* _WHAT YOU SHOULD DO_: The answer must be every line of the records below that contains the word "nothing", copied out.
+++ DATA SHOWN +++
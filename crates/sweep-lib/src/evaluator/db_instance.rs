//! Relational DB instance evaluator
//!
//! Polarity: the natural rule is idleness. An instance is idle when the
//! maximum daily connection sum over the lookback window equals zero. The
//! maximum starts from a sentinel of -1, so an empty series (or a metrics
//! outage) never compares equal to zero and the instance stays not idle —
//! an instance without telemetry is never flagged for deletion.
//!
//! An idle instance is recommended for deletion; its single finding carries
//! compute plus storage monthly cost. Active instances are not right-sized:
//! the engine only flags idle ones.

use super::{fetch_series_or_empty, Degraded, Evaluate};
use crate::error::EvaluationError;
use crate::metrics::{MetricQuery, MetricsPort, Statistic};
use crate::models::{CostEstimate, FindingFlags, ResourceAttributes, ResourceDescriptor, ResourceKind};
use crate::pricing::compute::{serverless_monthly, SERVERLESS_CLASS};
use crate::pricing::storage::{DEFAULT_IOPS, DEFAULT_THROUGHPUT_MBS};
use crate::pricing::{storage_cost, ComputePricing, StorageClass};
use async_trait::async_trait;
use chrono::{Duration, Utc};
use std::sync::Arc;
use tokio::sync::OnceCell;
use tracing::debug;

const CONNECTIONS_LOOKBACK_DAYS: i64 = 3;
const SERVERLESS_LOOKBACK_DAYS: i64 = 30;
const DAILY_PERIOD_SECS: u32 = 86_400;

const METRIC_NAMESPACE: &str = "AWS/RDS";
const CONNECTIONS_METRIC: &str = "DatabaseConnections";
const SERVERLESS_CAPACITY_METRIC: &str = "ServerlessDatabaseCapacity";

const AVAILABLE_STATUS: &str = "available";

/// No connection data observed; distinct from a measured zero
const NO_DATA_SENTINEL: f64 = -1.0;

impl std::fmt::Debug for DbInstanceEvaluator {
    fn fmt(&self, f: &mut std::fmt::Formatter<'_>) -> std::fmt::Result {
        f.debug_struct("DbInstanceEvaluator")
            .field("descriptor", &self.descriptor)
            .field("instance_class", &self.instance_class)
            .field("engine", &self.engine)
            .field("storage_class", &self.storage_class)
            .field("storage_gib", &self.storage_gib)
            .field("iops", &self.iops)
            .field("throughput_mbs", &self.throughput_mbs)
            .field("max_connections", &self.max_connections)
            .field("degraded", &self.degraded)
            .finish_non_exhaustive()
    }
}

pub struct DbInstanceEvaluator {
    descriptor: ResourceDescriptor,
    instance_class: String,
    engine: String,
    storage_class: String,
    storage_gib: u64,
    iops: u32,
    throughput_mbs: u32,
    metrics: Arc<dyn MetricsPort>,
    pricing: Arc<ComputePricing>,
    max_connections: OnceCell<f64>,
    degraded: Degraded,
}

impl DbInstanceEvaluator {
    pub fn new(
        descriptor: ResourceDescriptor,
        metrics: Arc<dyn MetricsPort>,
        pricing: Arc<ComputePricing>,
    ) -> Result<Self, EvaluationError> {
        let ResourceAttributes::DbInstance {
            instance_class,
            engine,
            status,
            storage_class,
            storage_gib,
            provisioned_iops,
            provisioned_throughput_mbs,
            multi_az: _,
        } = &descriptor.attributes
        else {
            return Err(EvaluationError::AttributeMismatch {
                id: descriptor.id.clone(),
                expected: ResourceKind::DbInstance,
            });
        };

        if status != AVAILABLE_STATUS {
            return Err(EvaluationError::UnknownResourceState {
                id: descriptor.id.clone(),
                state: status.clone(),
            });
        }

        Ok(Self {
            instance_class: instance_class.clone(),
            engine: engine.clone(),
            storage_class: storage_class.clone(),
            storage_gib: *storage_gib,
            iops: provisioned_iops.unwrap_or(DEFAULT_IOPS),
            throughput_mbs: provisioned_throughput_mbs.unwrap_or(DEFAULT_THROUGHPUT_MBS),
            descriptor,
            metrics,
            pricing,
            max_connections: OnceCell::new(),
            degraded: Degraded::default(),
        })
    }

    /// Engine-managed cluster storage is billed separately, not per instance
    fn cluster_storage(&self) -> bool {
        self.engine.contains("aurora")
    }

    fn serverless(&self) -> bool {
        self.instance_class == SERVERLESS_CLASS
    }

    /// Maximum daily connection sum over the lookback window, or the
    /// sentinel when no data was observed
    async fn max_daily_connections(&self) -> f64 {
        *self
            .max_connections
            .get_or_init(|| async {
                let end = Utc::now();
                let query = MetricQuery::resource(
                    METRIC_NAMESPACE,
                    CONNECTIONS_METRIC,
                    ("DBInstanceIdentifier", &self.descriptor.id),
                    end - Duration::days(CONNECTIONS_LOOKBACK_DAYS),
                    end,
                    DAILY_PERIOD_SECS,
                    Statistic::Sum,
                );
                let series = fetch_series_or_empty(
                    self.metrics.as_ref(),
                    &query,
                    &self.degraded,
                    &self.descriptor.id,
                )
                .await;
                series
                    .values()
                    .fold(NO_DATA_SENTINEL, |max, daily| daily.max(max))
            })
            .await
    }

    /// Idle means a measured zero, not an absence of measurements
    pub async fn is_idle(&self) -> bool {
        self.max_daily_connections().await == 0.0
    }

    /// Monthly compute cost, or `None` when the pricing table has no entry
    async fn compute_monthly(&self) -> Option<f64> {
        if self.serverless() {
            let end = Utc::now();
            let query = MetricQuery::resource(
                METRIC_NAMESPACE,
                SERVERLESS_CAPACITY_METRIC,
                ("DBInstanceIdentifier", &self.descriptor.id),
                end - Duration::days(SERVERLESS_LOOKBACK_DAYS),
                end,
                DAILY_PERIOD_SECS,
                Statistic::Average,
            );
            let series = fetch_series_or_empty(
                self.metrics.as_ref(),
                &query,
                &self.degraded,
                &self.descriptor.id,
            )
            .await;
            // No capacity samples means zero measured capacity
            return Some(serverless_monthly(series.mean().unwrap_or(0.0)));
        }

        match self
            .pricing
            .monthly(&self.descriptor.region, &self.instance_class)
        {
            Ok(monthly) => Some(monthly),
            Err(e) => {
                debug!(db_instance = %self.descriptor.id, error = %e, "no compute pricing data");
                self.degraded.mark_pricing_missing();
                None
            }
        }
    }

    /// Monthly instance storage cost; cluster-managed storage contributes
    /// nothing here
    fn storage_monthly(&self) -> f64 {
        if self.cluster_storage() {
            return 0.0;
        }
        match StorageClass::parse(&self.storage_class) {
            Ok(class) => storage_cost(class, self.storage_gib, self.iops, self.throughput_mbs),
            Err(e) => {
                debug!(db_instance = %self.descriptor.id, error = %e, "unknown storage class");
                self.degraded.mark_pricing_missing();
                0.0
            }
        }
    }
}

#[async_trait]
impl Evaluate for DbInstanceEvaluator {
    fn descriptor(&self) -> &ResourceDescriptor {
        &self.descriptor
    }

    async fn is_in_use(&self) -> Result<bool, EvaluationError> {
        Ok(!self.is_idle().await)
    }

    async fn evaluate_savings(&self) -> Result<CostEstimate, EvaluationError> {
        let storage = self.storage_monthly();
        let compute = self.compute_monthly().await;

        let Some(compute) = compute else {
            // No pricing data: report what is computable, recommend nothing
            return Ok(CostEstimate::parity(self.instance_class.clone(), storage));
        };

        let total = compute + storage;
        if self.is_idle().await {
            Ok(CostEstimate::delete(self.instance_class.clone(), total))
        } else {
            Ok(CostEstimate::parity(self.instance_class.clone(), total))
        }
    }

    fn flags(&self) -> FindingFlags {
        self.degraded.snapshot()
    }
}

#[cfg(test)]
mod tests {
    use super::*;
    use crate::evaluator::testing::StaticMetrics;

    fn descriptor(instance_class: &str, engine: &str, status: &str) -> ResourceDescriptor {
        ResourceDescriptor {
            id: "orders-db".to_string(),
            account: "111111111111".to_string(),
            region: "us-east-1".to_string(),
            attributes: ResourceAttributes::DbInstance {
                instance_class: instance_class.to_string(),
                engine: engine.to_string(),
                status: status.to_string(),
                storage_class: "gp3".to_string(),
                storage_gib: 200,
                provisioned_iops: Some(3000),
                provisioned_throughput_mbs: Some(125),
                multi_az: false,
            },
        }
    }

    fn pricing() -> Arc<ComputePricing> {
        Arc::new(ComputePricing::bundled())
    }

    #[tokio::test]
    async fn test_empty_series_is_never_idle() {
        // Sentinel asymmetry: no data must not read as a measured zero
        let eval = DbInstanceEvaluator::new(
            descriptor("db.m5.large", "postgres", "available"),
            Arc::new(StaticMetrics::new()),
            pricing(),
        )
        .unwrap();
        assert!(!eval.is_idle().await);
        assert!(eval.is_in_use().await.unwrap());
    }

    #[tokio::test]
    async fn test_metrics_outage_is_never_idle() {
        let eval = DbInstanceEvaluator::new(
            descriptor("db.m5.large", "postgres", "available"),
            Arc::new(StaticMetrics::unavailable()),
            pricing(),
        )
        .unwrap();
        assert!(!eval.is_idle().await);
        assert!(eval.flags().metrics_unavailable);
    }

    #[tokio::test]
    async fn test_measured_zero_connections_is_idle() {
        let metrics = Arc::new(
            StaticMetrics::new().with_series(CONNECTIONS_METRIC, &[0.0, 0.0, 0.0]),
        );
        let eval = DbInstanceEvaluator::new(
            descriptor("db.m5.large", "postgres", "available"),
            metrics,
            pricing(),
        )
        .unwrap();
        assert!(eval.is_idle().await);

        let estimate = eval.evaluate_savings().await.unwrap();
        assert_eq!(estimate.recommended_class, CostEstimate::NONE);
        // db.m5.large at 0.171/hr plus 200 GiB gp3 storage
        let expected = 0.171 * 720.0 + 200.0 * 0.088;
        assert!((estimate.current_monthly_cost - expected).abs() < 1e-9);
    }

    #[tokio::test]
    async fn test_any_connections_is_not_idle() {
        let metrics = Arc::new(
            StaticMetrics::new().with_series(CONNECTIONS_METRIC, &[0.0, 17.0, 0.0]),
        );
        let eval = DbInstanceEvaluator::new(
            descriptor("db.m5.large", "postgres", "available"),
            metrics,
            pricing(),
        )
        .unwrap();
        assert!(!eval.is_idle().await);
    }

    #[tokio::test]
    async fn test_serverless_bills_from_capacity_average() {
        let metrics = Arc::new(
            StaticMetrics::new()
                .with_series(CONNECTIONS_METRIC, &[0.0, 0.0, 0.0])
                .with_series(SERVERLESS_CAPACITY_METRIC, &[2.0, 4.0]),
        );
        let eval = DbInstanceEvaluator::new(
            descriptor("db.serverless", "aurora-postgresql", "available"),
            metrics,
            pricing(),
        )
        .unwrap();
        assert!(eval.is_idle().await);

        let estimate = eval.evaluate_savings().await.unwrap();
        // mean 3 capacity units, cluster storage excluded
        assert!((estimate.current_monthly_cost - 3.0 * 0.14 * 720.0).abs() < 1e-9);
        assert_eq!(estimate.recommended_class, CostEstimate::NONE);
    }

    #[tokio::test]
    async fn test_cluster_engine_skips_instance_storage() {
        let metrics = Arc::new(
            StaticMetrics::new().with_series(CONNECTIONS_METRIC, &[0.0, 0.0, 0.0]),
        );
        let eval = DbInstanceEvaluator::new(
            descriptor("db.r5.large", "aurora-mysql", "available"),
            metrics,
            pricing(),
        )
        .unwrap();
        let estimate = eval.evaluate_savings().await.unwrap();
        assert!((estimate.current_monthly_cost - 0.25 * 720.0).abs() < 1e-9);
    }

    #[tokio::test]
    async fn test_missing_pricing_reports_current_cost_only() {
        let metrics = Arc::new(
            StaticMetrics::new().with_series(CONNECTIONS_METRIC, &[0.0, 0.0, 0.0]),
        );
        let mut desc = descriptor("db.m5.large", "postgres", "available");
        desc.region = "sa-east-1".to_string();
        let eval = DbInstanceEvaluator::new(desc, metrics, pricing()).unwrap();

        let estimate = eval.evaluate_savings().await.unwrap();
        // Idle, but without pricing data no recommendation is made
        assert_eq!(estimate.current_class, estimate.recommended_class);
        assert_eq!(estimate.monthly_savings(), 0.0);
        assert!(eval.flags().pricing_missing);
    }

    #[test]
    fn test_non_available_status_is_rejected() {
        let err = DbInstanceEvaluator::new(
            descriptor("db.m5.large", "postgres", "stopped"),
            Arc::new(StaticMetrics::new()),
            pricing(),
        )
        .unwrap_err();
        assert!(matches!(err, EvaluationError::UnknownResourceState { .. }));
    }
}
+++
* _TASK RESPONSE_:
    /// nothing here
            // No pricing data: report what is computable, recommend nothing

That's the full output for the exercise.